Detecting and Treating Trichomoniasis in Pregnancy

Diagnosing Trichomoniasis during pregnancy involves a physical examination and laboratory tests. Healthcare providers may collect samples of vaginal fluid or urine for microscopic examination or molecular tests, such as nucleic acid amplification tests (NAATs). Screening is particularly important for pregnant individuals who report symptoms or have risk factors for STIs.

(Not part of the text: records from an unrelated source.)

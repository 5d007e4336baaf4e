//! Core download description.
//!
//! A [`Download`] binds one requested URL to the file name it will be saved
//! under. The URL is kept verbatim: malformed or empty entries are accepted
//! here and only fail once their task tries to build a request.
//!
//! # Examples
//!
//! ```rust
//! use bulkfetch::download::Download;
//!
//! let download = Download::from("http://host/assets/app.js");
//! assert_eq!(download.filename, "app.js");
//!
//! // Query strings are not stripped.
//! let download = Download::from("http://host/lib.js?v=2");
//! assert_eq!(download.filename, "lib.js?v=2");
//! ```

use crate::error::{Error, Result};

use reqwest::Url;

/// Represents a file to be downloaded.
#[derive(Debug, Clone, PartialEq, Eq)]
pub struct Download {
    /// URL of the file to download, as it was supplied.
    pub url: String,
    /// File name used to save the file on disk.
    pub filename: String,
}

impl Download {
    /// Creates a new [`Download`] whose file name is derived from the URL.
    pub fn new(url: &str) -> Self {
        Self {
            url: String::from(url),
            filename: String::from(derive_filename(url)),
        }
    }

    /// Creates a new [`Download`] with an explicit file name.
    pub fn with_filename(url: &str, filename: &str) -> Self {
        Self {
            url: String::from(url),
            filename: String::from(filename),
        }
    }

    /// Parse the URL for the request.
    pub fn parse_url(&self) -> Result<Url> {
        Url::parse(&self.url).map_err(|e| {
            Error::InvalidUrl(format!("The url \"{}\" cannot be parsed: {}", self.url, e))
        })
    }
}

impl From<&str> for Download {
    fn from(value: &str) -> Self {
        Download::new(value)
    }
}

impl From<String> for Download {
    fn from(value: String) -> Self {
        Download::new(&value)
    }
}

impl From<&String> for Download {
    fn from(value: &String) -> Self {
        Download::new(value)
    }
}

/// Returns everything after the last `/` of `url`.
///
/// No percent-decoding, no query stripping. A string without any `/` is
/// returned whole, and a URL ending in `/` yields an empty name.
pub fn derive_filename(url: &str) -> &str {
    url.rsplit('/').next().unwrap_or(url)
}

#[cfg(test)]
mod tests {
    use super::*;

    #[test]
    fn test_derive_filename_last_segment() {
        assert_eq!(derive_filename("http://host/a/b/c.js"), "c.js");
        assert_eq!(derive_filename("https://cdn.example.com/x.min.js"), "x.min.js");
    }

    #[test]
    fn test_derive_filename_keeps_query_and_encoding() {
        assert_eq!(derive_filename("http://host/a%20b.js?v=1"), "a%20b.js?v=1");
    }

    #[test]
    fn test_derive_filename_edge_cases() {
        assert_eq!(derive_filename("no-slashes"), "no-slashes");
        assert_eq!(derive_filename("http://host/dir/"), "");
        assert_eq!(derive_filename(""), "");
    }

    #[test]
    fn test_parse_url() {
        let download = Download::new("http://host/a.js");
        assert_eq!(download.parse_url().unwrap().path(), "/a.js");

        let download = Download::new("not a url");
        match download.parse_url() {
            Err(Error::InvalidUrl(msg)) => assert!(msg.contains("not a url")),
            other => panic!("Expected InvalidUrl, got {:?}", other),
        }
    }

    #[test]
    fn test_with_filename() {
        let download = Download::with_filename("http://host/a.js", "renamed.js");
        assert_eq!(download.url, "http://host/a.js");
        assert_eq!(download.filename, "renamed.js");
    }
}
//! HTTP module containing HTTP client functionality.
//!
//! - [`client`] - HTTP client creation and middleware configuration

pub mod client;

pub use client::{create_http_client, HttpClientConfig, BROWSER_USER_AGENT};
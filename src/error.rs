//! Error handling for bulkfetch.
//!
//! Only startup failures travel through [`Error`]. Failures of a single
//! download are captured in its [`Summary`](crate::download::Summary) and
//! never abort the batch.

use std::io;
use thiserror::Error;

/// Errors that can happen when using bulkfetch.
#[derive(Error, Debug)]
pub enum Error {
    /// Error from an underlying system.
    ///
    /// Recorded in the summary of a download task that panicked.
    #[error("Internal error: {0}")]
    Internal(String),

    /// Error from the underlying URL parser.
    #[error("Invalid URL: {0}")]
    InvalidUrl(String),

    /// I/O Error.
    ///
    /// Wraps standard I/O errors raised while creating, writing or removing
    /// files during a download.
    #[error("I/O error: {source}")]
    IOError {
        #[from]
        source: io::Error,
    },

    /// Error from the Reqwest library.
    ///
    /// Network failures, HTTP status errors and body streaming errors.
    #[error("Reqwest error: {source}")]
    Reqwest {
        #[from]
        source: reqwest::Error,
    },

    /// Error raised by the HTTP middleware stack.
    #[error("HTTP middleware error: {source}")]
    Middleware {
        #[from]
        source: reqwest_middleware::Error,
    },

    /// The URL list could not be opened or read.
    ///
    /// `origin` names the input: a file path or `<stdin>`.
    #[error("Cannot read URL list from {origin}")]
    Source {
        origin: String,
        #[source]
        source: io::Error,
    },

    /// The current working directory could not be determined.
    #[error("Cannot determine the current working directory")]
    WorkingDirectory {
        #[source]
        source: io::Error,
    },
}

/// Result type alias for operations that can fail with a bulkfetch error.
pub type Result<T> = std::result::Result<T, Error>;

Once diagnosed, Trichomoniasis is treatable with specific antibiotics considered safe during pregnancy. Metronidazole is the most commonly prescribed medication, often given as a single, large dose or a seven-day course, and tinidazole is another effective option. It is equally important for all sexual partners of the infected individual to receive treatment simultaneously. This approach helps prevent reinfection, which can otherwise lead to a cycle of repeated infections and potential health issues. Healthcare providers will offer guidance on partner notification and treatment to ensure comprehensive care.

Preventing Trichomoniasis

Preventing Trichomoniasis involves adopting safer sexual practices. Consistent and correct use of condoms during every sexual encounter significantly reduces the risk of transmission. Condoms create a barrier that helps prevent the exchange of bodily fluids containing the parasite. Regular STI screening is also a key preventive measure, especially for individuals who are sexually active, have multiple partners, or are planning a pregnancy. Early detection and treatment of any STI can prevent further transmission and complications. Open communication with sexual partners about sexual health history and STI status can also contribute to safer practices.